When the iPhone took the world by storm in the mid-2000s, it launched the beginning of the mobile revolution. Screen size increased, usability and performance rapidly improved and, before you knew it, almost everyone around you was scrolling through a smartphone. Practically overnight, the smartphone market had transformed, and that opened the floodgates of mobile business intelligence (BI) for IT to see how those smart devices were being used and how collected data could actionably improve their organizations’ existing processes and workflows.
But despite the advantages of mobile BI for improving business, challenges remain in this area according to Redwood Capital’s recent Sector Report on Business Intelligence. The report states that multiple devices, real-time connectivity and security are three main hurdles:
- Numerous mobile devices: With a myriad of mobile devices now available for consumers, there’s been a spike in integration and protection problems. The industry has to become more sophisticated, and organizations must invest in not only the technology but also the skills to manage all the devices that are currently available. While this is not necessarily a new problem—the first generation iPhone debuted in 2007—there will undoubtedly be more devices released as we forge ahead, all that will contain sensitive corporate information. Organizations are combating this increase in devices in a few ways, according to the report. Some have responded by not allowing local data or applications to be stored. Certain industries, such as healthcare and government, prefer an HTML 5 or browser-based experience and do not want to see data downloaded onto devices.

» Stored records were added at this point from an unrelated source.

//! Shapes for handing already-obtained AWS temporary credentials to the tools
//! that consume them: the `credential_process` JSON protocol, the shared
//! credentials file, process environment variables, or nothing at all.
//!
//! Obtaining credentials (STS calls, prompts, config discovery) is the caller's
//! job. This crate only projects a populated [`CredentialContainer`] into one of
//! the output shapes and serializes the shapes that have a wire contract.

pub mod container;
pub mod env;
pub mod file;
pub mod process;

pub use container::CredentialContainer;
pub use env::EnvVarCredential;
pub use file::CredsFileCredential;
pub use process::ProcessCredential;

/// Any of the credential output shapes, as one opaque value.
///
/// The variant set is closed: downstream code that only needs "something to
/// render" can hold a `Credential` without knowing which shape it is.
#[derive(Debug, Clone)]
pub enum Credential {
    /// Shape for process environment variables
    EnvVar(EnvVarCredential),
    /// Shape for the shared AWS credentials file
    CredsFile(CredsFileCredential),
    /// Shape for the `credential_process` JSON protocol
    Process(ProcessCredential),
    /// Sentinel meaning "emit nothing"
    Noop,
}

impl Credential {
    /// Every shape counts as a credential, including [`Credential::Noop`].
    /// There is no invalid state at this layer; validating field content is
    /// the responsibility of whoever populated the container.
    pub fn is_credential(&self) -> bool {
        true
    }
}

impl From<EnvVarCredential> for Credential {
    fn from(c: EnvVarCredential) -> Self {
        Credential::EnvVar(c)
    }
}

impl From<CredsFileCredential> for Credential {
    fn from(c: CredsFileCredential) -> Self {
        Credential::CredsFile(c)
    }
}

impl From<ProcessCredential> for Credential {
    fn from(c: ProcessCredential) -> Self {
        Credential::Process(c)
    }
}

#[cfg(test)]
mod tests {
    use super::*;

    #[test]
    fn test_every_variant_is_a_credential() {
        let variants = [
            Credential::EnvVar(EnvVarCredential::default()),
            Credential::CredsFile(CredsFileCredential::default()),
            Credential::Process(ProcessCredential::default()),
            Credential::Noop,
        ];

        for variant in variants {
            assert!(variant.is_credential());
        }
    }

    #[test]
    fn test_from_concrete_variants() {
        let cred: Credential = ProcessCredential::default().into();
        assert!(matches!(cred, Credential::Process(_)));

        let cred: Credential = EnvVarCredential::default().into();
        assert!(matches!(cred, Credential::EnvVar(_)));

        let cred: Credential = CredsFileCredential::default().into();
        assert!(matches!(cred, Credential::CredsFile(_)));
    }
}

Meanwhile, others are relying on software solutions that make it seamless to extend enterprise applications to mobile devices without sacrificing interface functionality or network security.

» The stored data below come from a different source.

use serde::{Deserialize, Serialize};
use std::collections::HashMap;
use tracing::debug;

use crate::database::client::TenantClient;
use crate::database::sql::qualified_table;
use crate::schema::catalog::{CatalogIntrospector, ColumnInfo, TableRef};

// Candidate lists are scanned in order and the first hit wins. All names are
// compared lowercased, so "createdAt" matches "createdat".

/// User-table names tried in "public", most conventional first
pub const USER_TABLE_CANDIDATES: &[&str] = &[
    "users",
    "user",
    "accounts",
    "account",
    "customers",
    "customer",
    "members",
    "member",
    "profiles",
    "app_users",
];

pub const ID_COLUMNS: &[&str] = &["id", "user_id"];

pub const CREATED_AT_COLUMNS: &[&str] = &[
    "created_at",
    "createdat",
    "created",
    "date_created",
    "inserted_at",
    "date_joined",
];

pub const UPDATED_AT_COLUMNS: &[&str] = &[
    "updated_at",
    "updatedat",
    "updated",
    "date_updated",
    "modified_at",
    "last_modified",
];

pub const DELETED_AT_COLUMNS: &[&str] = &["deleted_at", "deletedat", "deleted", "date_deleted", "removed_at"];

pub const LAST_ACTIVE_COLUMNS: &[&str] = &[
    "last_active_at",
    "lastactiveat",
    "last_active",
    "lastactive",
    "last_seen_at",
    "last_seen",
    "last_login_at",
    "lastloginat",
    "last_login",
    "last_sign_in_at",
];

pub const PAID_FLAG_COLUMNS: &[&str] = &[
    "is_paid",
    "ispaid",
    "subscription_status",
    "subscriptionstatus",
    "plan",
    "plan_type",
    "plantype",
];

pub const PAID_TABLE_FRAGMENTS: &[&str] = &["subscription", "payment", "paying_user"];

pub const USER_REFERENCE_COLUMNS: &[&str] = &[
    "user_id",
    "userid",
    "customer_id",
    "customerid",
    "account_id",
    "accountid",
];

pub const STATUS_COLUMNS: &[&str] = &["status", "subscription_status", "state"];

/// Resolved layout of a tenant's user table. Re-derived on every refresh.
#[derive(Debug, Clone, PartialEq, Eq, Serialize, Deserialize)]
pub struct UserTableSchema {
    pub table_name: String,
    pub schema: String,
    pub id_column: String,
    pub created_at_column: String,
    pub updated_at_column: Option<String>,
    pub deleted_at_column: Option<String>,
    pub last_active_column: Option<String>,
}

impl UserTableSchema {
    /// Quoted `"schema"."table"` for SQL assembly
    pub fn qualified_name(&self) -> String {
        qualified_table(&self.schema, &self.table_name)
    }

    pub fn table_ref(&self) -> TableRef {
        TableRef::new(&self.schema, &self.table_name)
    }

    /// Column that records user activity: last-active if present, else updated-at
    pub fn activity_column(&self) -> Option<&str> {
        self.last_active_column
            .as_deref()
            .or(self.updated_at_column.as_deref())
    }
}

/// Where the "paid" signal lives
#[derive(Debug, Clone, PartialEq, Eq, Serialize, Deserialize)]
#[serde(tag = "kind", rename_all = "snake_case")]
pub enum PaidUserSource {
    Column {
        name: String,
    },
    Table {
        schema: String,
        name: String,
        user_id_column: String,
        status_column: Option<String>,
    },
}

/// Case-insensitive column lookup preserving catalog order
struct ColumnMap<'c> {
    columns: &'c [ColumnInfo],
    by_lower: HashMap<String, &'c ColumnInfo>,
}

impl<'c> ColumnMap<'c> {
    fn new(columns: &'c [ColumnInfo]) -> Self {
        let mut by_lower = HashMap::new();
        for column in columns {
            by_lower.entry(column.name.to_lowercase()).or_insert(column);
        }
        Self { columns, by_lower }
    }

    /// First candidate present in the table, in candidate order
    fn find(&self, candidates: &[&str]) -> Option<&'c ColumnInfo> {
        candidates.iter().find_map(|c| self.by_lower.get(*c).copied())
    }

    fn find_name(&self, candidates: &[&str]) -> Option<String> {
        self.find(candidates).map(|c| c.name.clone())
    }

    /// Case-sensitive variant of [`find`](Self::find)
    fn find_exact(&self, candidates: &[&str]) -> Option<&'c ColumnInfo> {
        candidates
            .iter()
            .find_map(|c| self.columns.iter().find(|column| column.name == *c))
    }

    fn first(&self) -> Option<&'c ColumnInfo> {
        self.columns.first()
    }
}

/// Infers user-table semantics from the live catalog. Never writes.
pub struct SchemaResolver<'a> {
    catalog: CatalogIntrospector<'a>,
}

impl<'a> SchemaResolver<'a> {
    pub fn new(client: &'a dyn TenantClient) -> Self {
        Self {
            catalog: CatalogIntrospector::new(client),
        }
    }

    /// Locate the user table: canonical names in "public", then "auth.users".
    pub async fn find_user_table(&self) -> Option<TableRef> {
        self.resolve_user_table().await.map(|schema| schema.table_ref())
    }

    /// Like [`find_user_table`](Self::find_user_table) but returns the full
    /// resolved column mapping of the accepted table.
    pub async fn resolve_user_table(&self) -> Option<UserTableSchema> {
        let tables = self.catalog.list_tables().await;
        let public: Vec<&TableRef> = tables.iter().filter(|t| t.schema == "public").collect();

        for candidate in USER_TABLE_CANDIDATES {
            // Exact spelling before other casings of the same name
            let exact = public.iter().filter(|t| t.name == *candidate);
            let folded = public
                .iter()
                .filter(|t| t.name != *candidate && t.name.eq_ignore_ascii_case(candidate));

            for table in exact.chain(folded) {
                if let Some(schema) = self.detect_user_table_schema(&table.schema, &table.name).await {
                    debug!("Resolved user table {}.{}", schema.schema, schema.table_name);
                    return Some(schema);
                }
                debug!("Rejected {}.{}: no created-at column", table.schema, table.name);
            }
        }

        let fallback = self.detect_user_table_schema("auth", "users").await;
        if fallback.is_none() {
            debug!("No user table found");
        }
        fallback
    }

    /// Map a table's columns onto the user-table roles. `None` only when no
    /// created-at column can be found.
    pub async fn detect_user_table_schema(&self, schema: &str, table: &str) -> Option<UserTableSchema> {
        let columns = self.catalog.get_table_columns(schema, table).await;
        Self::user_table_schema_from_columns(schema, table, &columns)
    }

    fn user_table_schema_from_columns(
        schema: &str,
        table: &str,
        columns: &[ColumnInfo],
    ) -> Option<UserTableSchema> {
        let map = ColumnMap::new(columns);

        let created_at_column = map.find_name(CREATED_AT_COLUMNS)?;
        let id_column = map.find_exact(ID_COLUMNS).or_else(|| map.first())?.name.clone();

        Some(UserTableSchema {
            table_name: table.to_string(),
            schema: schema.to_string(),
            id_column,
            created_at_column,
            updated_at_column: map.find_name(UPDATED_AT_COLUMNS),
            deleted_at_column: map.find_name(DELETED_AT_COLUMNS),
            last_active_column: map.find_name(LAST_ACTIVE_COLUMNS),
        })
    }

    /// Find the paid-user signal: a flag column on the user table, else the
    /// first subscription/payment-like table that references users.
    pub async fn detect_paid_user_source(&self, user_table: &UserTableSchema) -> Option<PaidUserSource> {
        let columns = self
            .catalog
            .get_table_columns(&user_table.schema, &user_table.table_name)
            .await;

        if let Some(name) = ColumnMap::new(&columns).find_name(PAID_FLAG_COLUMNS) {
            debug!("Paid signal: column {}", name);
            return Some(PaidUserSource::Column { name });
        }

        let user_ref = user_table.table_ref();
        for table in self.catalog.list_tables().await {
            if table == user_ref || !is_paid_table_name(&table.name) {
                continue;
            }

            let columns = self.catalog.get_table_columns(&table.schema, &table.name).await;
            let map = ColumnMap::new(&columns);
            let Some(user_id_column) = map.find_name(USER_REFERENCE_COLUMNS) else {
                continue;
            };

            debug!("Paid signal: table {}.{}", table.schema, table.name);
            return Some(PaidUserSource::Table {
                schema: table.schema,
                name: table.name,
                user_id_column,
                status_column: map.find_name(STATUS_COLUMNS),
            });
        }

        None
    }
}

fn is_paid_table_name(name: &str) -> bool {
    let lower = name.to_lowercase();
    PAID_TABLE_FRAGMENTS.iter().any(|fragment| lower.contains(fragment))
}

#[cfg(test)]
mod tests {
    use super::*;
    use crate::testing::ScriptedClient;

    fn cols(names: &[&str]) -> Vec<ColumnInfo> {
        names
            .iter()
            .map(|n| ColumnInfo { name: n.to_string(), data_type: "text".to_string() })
            .collect()
    }

    #[test]
    fn created_at_spellings_resolve_to_same_role() {
        for spelling in ["created_at", "createdAt", "CREATED", "date_created", "Created_At"] {
            let schema =
                SchemaResolver::user_table_schema_from_columns("public", "users", &cols(&["id", spelling]))
                    .unwrap_or_else(|| panic!("{} not recognised", spelling));
            assert_eq!(schema.created_at_column, spelling);
        }
    }

    #[test]
    fn missing_created_at_rejects_table() {
        let schema = SchemaResolver::user_table_schema_from_columns(
            "public",
            "users",
            &cols(&["id", "email", "updated_at"]),
        );
        assert!(schema.is_none());
    }

    #[test]
    fn id_falls_back_to_first_column_and_optionals_resolve() {
        let schema = SchemaResolver::user_table_schema_from_columns(
            "public",
            "members",
            &cols(&["member_uuid", "email", "createdAt", "updatedAt", "deleted_at", "last_seen_at"]),
        )
        .unwrap();

        assert_eq!(schema.id_column, "member_uuid");
        assert_eq!(schema.updated_at_column.as_deref(), Some("updatedAt"));
        assert_eq!(schema.deleted_at_column.as_deref(), Some("deleted_at"));
        assert_eq!(schema.activity_column(), Some("last_seen_at"));
    }

    #[test]
    fn id_synonyms_match_exactly() {
        let schema = SchemaResolver::user_table_schema_from_columns(
            "public",
            "users",
            &cols(&["uuid", "ID", "User_Id", "created_at"]),
        )
        .unwrap();
        assert_eq!(schema.id_column, "uuid");
    }

    #[test]
    fn first_synonym_in_list_order_wins() {
        let schema = SchemaResolver::user_table_schema_from_columns(
            "public",
            "users",
            &cols(&["user_id", "created", "id", "created_at"]),
        )
        .unwrap();
        assert_eq!(schema.id_column, "id");
        assert_eq!(schema.created_at_column, "created_at");
    }

    #[test]
    fn activity_column_falls_back_to_updated_at() {
        let schema = SchemaResolver::user_table_schema_from_columns(
            "public",
            "users",
            &cols(&["id", "created_at", "updated_at"]),
        )
        .unwrap();
        assert_eq!(schema.activity_column(), Some("updated_at"));
    }

    #[tokio::test]
    async fn finds_canonical_user_table() {
        let client = ScriptedClient::new()
            .with_table("public", "orders", &[("id", "integer"), ("created_at", "timestamp")])
            .with_table("public", "customers", &[("id", "integer"), ("created_at", "timestamp")]);

        let table = SchemaResolver::new(&client).find_user_table().await;
        assert_eq!(table, Some(TableRef::new("public", "customers")));
    }

    #[tokio::test]
    async fn name_match_without_created_at_is_rejected() {
        let client = ScriptedClient::new()
            .with_table("public", "users", &[("id", "integer"), ("email", "text")])
            .with_table("public", "accounts", &[("id", "integer"), ("date_created", "timestamp")]);

        let table = SchemaResolver::new(&client).find_user_table().await;
        assert_eq!(table, Some(TableRef::new("public", "accounts")));

        let only_users =
            ScriptedClient::new().with_table("public", "users", &[("id", "integer"), ("email", "text")]);
        assert_eq!(SchemaResolver::new(&only_users).find_user_table().await, None);
    }

    #[tokio::test]
    async fn matches_table_names_case_insensitively() {
        let client = ScriptedClient::new().with_table("public", "User", &[("id", "text"), ("createdAt", "timestamp")]);

        let schema = SchemaResolver::new(&client).resolve_user_table().await.unwrap();
        assert_eq!(schema.table_name, "User");
        assert_eq!(schema.qualified_name(), "\"public\".\"User\"");
    }

    #[tokio::test]
    async fn falls_back_to_auth_users() {
        let client = ScriptedClient::new()
            .with_table("public", "posts", &[("id", "integer"), ("created_at", "timestamp")])
            .with_table("auth", "users", &[("id", "uuid"), ("created_at", "timestamptz"), ("last_sign_in_at", "timestamptz")]);

        let schema = SchemaResolver::new(&client).resolve_user_table().await.unwrap();
        assert_eq!(schema.schema, "auth");
        assert_eq!(schema.last_active_column.as_deref(), Some("last_sign_in_at"));
    }

    #[tokio::test]
    async fn paid_column_takes_precedence_over_subscription_table() {
        let client = ScriptedClient::new()
            .with_table("public", "users", &[("id", "integer"), ("created_at", "timestamp"), ("plan", "text")])
            .with_table("public", "subscriptions", &[("id", "integer"), ("user_id", "integer"), ("status", "text")]);
        let resolver = SchemaResolver::new(&client);
        let users = resolver.resolve_user_table().await.unwrap();

        assert_eq!(
            resolver.detect_paid_user_source(&users).await,
            Some(PaidUserSource::Column { name: "plan".to_string() })
        );
    }

    #[tokio::test]
    async fn paid_table_requires_user_reference() {
        let client = ScriptedClient::new()
            .with_table("public", "users", &[("id", "integer"), ("created_at", "timestamp")])
            .with_table("public", "payment_methods", &[("id", "integer"), ("brand", "text")])
            .with_table("public", "subscriptions", &[("id", "integer"), ("customer_id", "integer"), ("state", "text")]);
        let resolver = SchemaResolver::new(&client);
        let users = resolver.resolve_user_table().await.unwrap();

        assert_eq!(
            resolver.detect_paid_user_source(&users).await,
            Some(PaidUserSource::Table {
                schema: "public".to_string(),
                name: "subscriptions".to_string(),
                user_id_column: "customer_id".to_string(),
                status_column: Some("state".to_string()),
            })
        );
    }

    #[tokio::test]
    async fn no_paid_signal_yields_none() {
        let client = ScriptedClient::new()
            .with_table("public", "users", &[("id", "integer"), ("created_at", "timestamp")]);
        let resolver = SchemaResolver::new(&client);
        let users = resolver.resolve_user_table().await.unwrap();

        assert_eq!(resolver.detect_paid_user_source(&users).await, None);
    }
}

- Instantaneous connectivity: Real time intelligence does not always mean that an end user is able to act on that information in real time; there are sometimes mobile network constraints, such as coverage and bandwidth limitations, that prevent them from being able to do so. Therefore, instant connectivity can be a challenge in the world of mobile BI. The bottom line is that organizations need a mobile BI application that can seamlessly transition online to offline without disruption, loss of data or user functionality. For instance, consider the importance of a police officer needing instant connectivity: with an always-on mobile BI app, he or she has the ability to perform real-time background checks right from the patrol car.
- Security: Many of us have heard about how hackers are increasingly targeting mobile devices. In fact, according to Redwood Capital’s report, new mobile malware families were up sharply in 2012—the majority targeting Android devices. Malicious Android applications alone were expected to top the 1 million mark in 2014. With so many organizations being vulnerable to mobile device security incidents, it’s paramount that IT and business users work together to fully secure devices with such capabilities as password protection or full disk encryption to protect data. Even if the user’s device falls into the wrong hands, confidential enterprise information must remain protected.